An exploration of Crowley’s relationship with the United States

• Details Crowley’s travels, passions, literary and artistic endeavors, sex magick, and psychedelic experimentation

• Investigates Crowley’s undercover intelligence adventures that actively promoted U.S. involvement in WWI

• Includes an abundance of previously unpublished letters and diaries

Occultist, magician, poet, painter, and writer Aleister Crowley’s three sojourns in America sealed both his notoriety and his lasting influence. Using previously unpublished diaries and letters, Tobias Churton traces Crowley’s extensive travels through America and his quest to implant a new magical and spiritual consciousness in the United States, while working to undermine Germany’s propaganda campaign to keep the United States out of World War I.

Masterfully recreating turn-of-the-century America in all its startling strangeness, Churton explains how Crowley arrived in New York amid dramatic circumstances in 1900. After other travels, in 1914 Crowley returned to the U.S. and stayed for five years: turbulent years that changed him, the world, and the face of occultism forever. Diving deeply into Crowley’s 5-year stay, we meet artists, writers, spies, and government agents as we uncover Crowley’s complex work for British and U.S. intelligence agencies. Exploring Crowley’s involvement with the birth of the Greenwich Village radical art scene, we discover his relations with writers Sinclair Lewis and Theodore Dreiser and artists John Butler Yeats, Leon Engers Kennedy, and Robert Winthrop Chanler while living and lecturing on now-vanished “Genius Row.” We experience his love affairs and share Crowley’s hard times in New Orleans and his return to health, magical dynamism, and the most colorful sex life in America. We examine his controversial political stunts, his role in the sinking of the passenger ship Lusitania, his making of the “Elixir of Life” in 1915, his psychedelic experimentation, his prolific literary achievements, and his run-in with Detroit Freemasonry. We also witness Crowley’s influence on Scientology founder L. Ron Hubbard and rocket fuel genius Jack Parsons. We learn why J. Edgar Hoover wouldn’t let Crowley back in the country and why the FBI raided Crowley’s organization in LA.

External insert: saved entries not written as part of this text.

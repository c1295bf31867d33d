use anyhow::{Context, Result};
use serde::{Deserialize, Serialize};
use std::fs;
use std::path::PathBuf;
use std::time::Duration;

use crate::mail::events_client::DEFAULT_API_BASE;

pub const EU_API_BASE: &str = "https://api.eu.mailgun.net/v3/";

/// Per-request timeout used by the CLI when the config names none.
pub const DEFAULT_TIMEOUT_SECS: u64 = 60;

/// Defaults for `fetch`; every field can be overridden on the command line.
#[derive(Debug, Serialize, Deserialize, Clone, Default, PartialEq)]
pub struct Config {
    pub maildir: Option<String>,
    pub domain: Option<String>,
    pub api_base: Option<String>,
    pub limit: Option<usize>,
    pub timeout_secs: Option<u64>,
    pub checkpoint_each: Option<bool>,
}

impl Config {
    pub fn api_base(&self) -> &str {
        self.api_base.as_deref().unwrap_or(DEFAULT_API_BASE)
    }

    /// `timeout_secs = 0` disables the timeout.
    pub fn timeout(&self) -> Option<Duration> {
        match self.timeout_secs.unwrap_or(DEFAULT_TIMEOUT_SECS) {
            0 => None,
            secs => Some(Duration::from_secs(secs)),
        }
    }
}

fn config_dir() -> Result<PathBuf> {
    Ok(dirs::config_dir()
        .ok_or_else(|| anyhow::anyhow!("no config dir available"))?
        .join("mailgun_retriever"))
}

pub fn config_path() -> Result<PathBuf> {
    let mut p = config_dir()?;
    p.push("config.toml");
    Ok(p)
}

/// Load the config file; a missing file means all defaults.
pub fn load_config() -> Result<Config> {
    let path = config_path()?;
    if !path.exists() {
        return Ok(Config::default());
    }
    parse_config(&fs::read_to_string(&path)?)
        .with_context(|| format!("Invalid config {}", path.display()))
}

pub fn parse_config(s: &str) -> Result<Config> {
    let cfg: Config = toml::from_str(s)?;
    Ok(cfg)
}

/// Write a template for users to edit. Refuses to clobber an existing file.
pub fn write_template() -> Result<PathBuf> {
    let path = config_path()?;
    if path.exists() {
        return Err(anyhow::anyhow!("{} already exists", path.display()));
    }
    fs::create_dir_all(config_dir()?)?;
    let sample = Config {
        maildir: Some("~/Mail/mailgun".to_string()),
        domain: Some("mg.example.com".to_string()),
        api_base: Some(DEFAULT_API_BASE.to_string()),
        limit: None,
        timeout_secs: Some(DEFAULT_TIMEOUT_SECS),
        checkpoint_each: Some(false),
    };
    let tom = toml::to_string_pretty(&sample)?;
    fs::write(&path, tom)?;
    Ok(path)
}
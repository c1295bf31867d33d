use anyhow::Result;
use log::{debug, info, warn};
use std::path::Path;
use std::sync::Arc;
use std::sync::atomic::{AtomicBool, Ordering};
use std::time::Instant;

use crate::domain::event::{Message, Timestamp};
use crate::mail::events_client::EventSource;
use crate::store::checkpoint::{self, Checkpoint};
use crate::store::sink::MailSink;

pub struct ImportOptions {
    /// Stop after this many messages not yet in the checkpoint; `None` or
    /// `Some(0)` means no limit. Already imported messages do not count.
    pub limit: Option<usize>,
    /// Save the checkpoint after every stored message, not only at the end.
    pub checkpoint_each: bool,
    /// Cleared by [`request_stop`] to stop after the current message.
    pub running: Arc<AtomicBool>,
}

impl Default for ImportOptions {
    fn default() -> Self {
        Self {
            limit: None,
            checkpoint_each: false,
            running: Arc::new(AtomicBool::new(true)),
        }
    }
}

/// Ask a running import to stop.
///
/// Returns `true` if a stop had already been requested, so a second Ctrl-C
/// can exit outright while a request is stuck.
pub fn request_stop(running: &AtomicBool) -> bool {
    !running.swap(false, Ordering::SeqCst)
}

/// Statistics from one import run
#[derive(Debug, Default, Clone, PartialEq)]
pub struct ImportStats {
    /// Stream items inspected before the run stopped
    pub processed: usize,
    /// Messages written to the sink
    pub stored: usize,
    /// Messages already present in the checkpoint
    pub skipped: usize,
    /// Whether the run stopped because of the limit
    pub limit_reached: bool,
    /// Checkpoint position after the run
    pub last_timestamp: Timestamp,
    /// Wall time from loading the checkpoint to saving it
    pub duration_ms: u64,
}

/// Fetch everything new since the last run into `sink`.
///
/// The checkpoint in `store` is saved once the stream has been opened, even
/// if the loop ends early. If opening the stream fails nothing is saved.
pub fn run_import(
    source: &dyn EventSource,
    sink: &mut dyn MailSink,
    store: &Path,
    opts: &ImportOptions,
    mut on_stored: impl FnMut(&Message),
) -> Result<ImportStats> {
    let start = Instant::now();
    let mut cp = checkpoint::load(store)?;
    let begin = cp.last;
    debug!("resuming from {begin} with {} known messages", cp.messages.len());

    let stream = source.stream(begin, true)?;

    let mut stats = ImportStats::default();
    let outcome = import_loop(stream, sink, store, &mut cp, opts, &mut stats, &mut on_stored);

    checkpoint::save(store, &cp)?;
    outcome?;

    stats.last_timestamp = cp.last;
    stats.duration_ms = start.elapsed().as_millis() as u64;
    info!(
        "import done: {} processed, {} stored, {} skipped, last={}",
        stats.processed, stats.stored, stats.skipped, stats.last_timestamp
    );
    Ok(stats)
}

fn import_loop(
    stream: impl Iterator<Item = crate::domain::event::StoredMessage>,
    sink: &mut dyn MailSink,
    store: &Path,
    cp: &mut Checkpoint,
    opts: &ImportOptions,
    stats: &mut ImportStats,
    on_stored: &mut dyn FnMut(&Message),
) -> Result<()> {
    let limit = opts.limit.filter(|&n| n > 0);
    let mut fresh = 0;

    for item in stream {
        // progress tracks log position, so it moves even for duplicates
        cp.advance(item.event.timestamp);
        stats.processed += 1;

        let message = item.message;
        if cp.is_seen(&message.message_id) {
            debug!("{} already imported", message.message_id);
            stats.skipped += 1;
        } else if limit.is_some_and(|n| fresh >= n) {
            stats.limit_reached = true;
            break;
        } else if message.raw_body.is_empty() {
            fresh += 1;
            warn!("{} has no MIME body; not stored", message.message_id);
        } else {
            fresh += 1;
            sink.add(&message.raw_body)?;
            on_stored(&message);
            cp.mark_seen(message.message_id);
            stats.stored += 1;

            if opts.checkpoint_each {
                checkpoint::save(store, cp)?;
            }
        }

        if !opts.running.load(Ordering::SeqCst) {
            info!("import interrupted");
            break;
        }
    }
    Ok(())
}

Offering a 20th-century history of the occult movement in the United States, Churton shows how Crowley’s U.S. visits laid the groundwork for the establishment of his syncretic “religion” of Thelema and the now flourishing OTO, as well as how Crowley’s final wish was to have his ashes scattered in the Hamptons.



The Way West

At 4:15 p.m. on the afternoon of his fortieth birthday, Crowley fell asleep in the passenger car taking him northwest of Chicago to the Minnesota capital St. Paul, on the Mississippi’s east bank. He dreamt of Hilarion, his very own obsession. Awaking, he felt impelled suddenly to tear off the seal from the Magick Ring made for the Grade of “Master of the Temple” 8º = 3▫ whose motto was “By the Force of Truth I have conquered the Universe.” He then noted boldly in Greek letters εγω ΛΟΓΟΣ ΑΙΩΝΟΣ 9º = 2▫ A...A... —“I am the Word of the Aeon.” He was the Magus, and his “Word” was Thelema. He was now to identify himself wholly with that Word. He took as the Omen of the moment a line from his A...A... Order collection ΘΕΛΗΜΑ (“Thelema”): “Therefore is the seal unloosed, that guarded the Eighth Abyss; therefore is the vast sea as a veil; therefore is there a rendering asunder of all things.”

One wonders what the Roman Catholic Bishop of the grandly imposing, domed St. Paul’s Cathedral of St. Paul would have thought about that. Crowley could hardly have avoided noting its almost anachronistic dominance of the otherwise thoroughly commercialized capital.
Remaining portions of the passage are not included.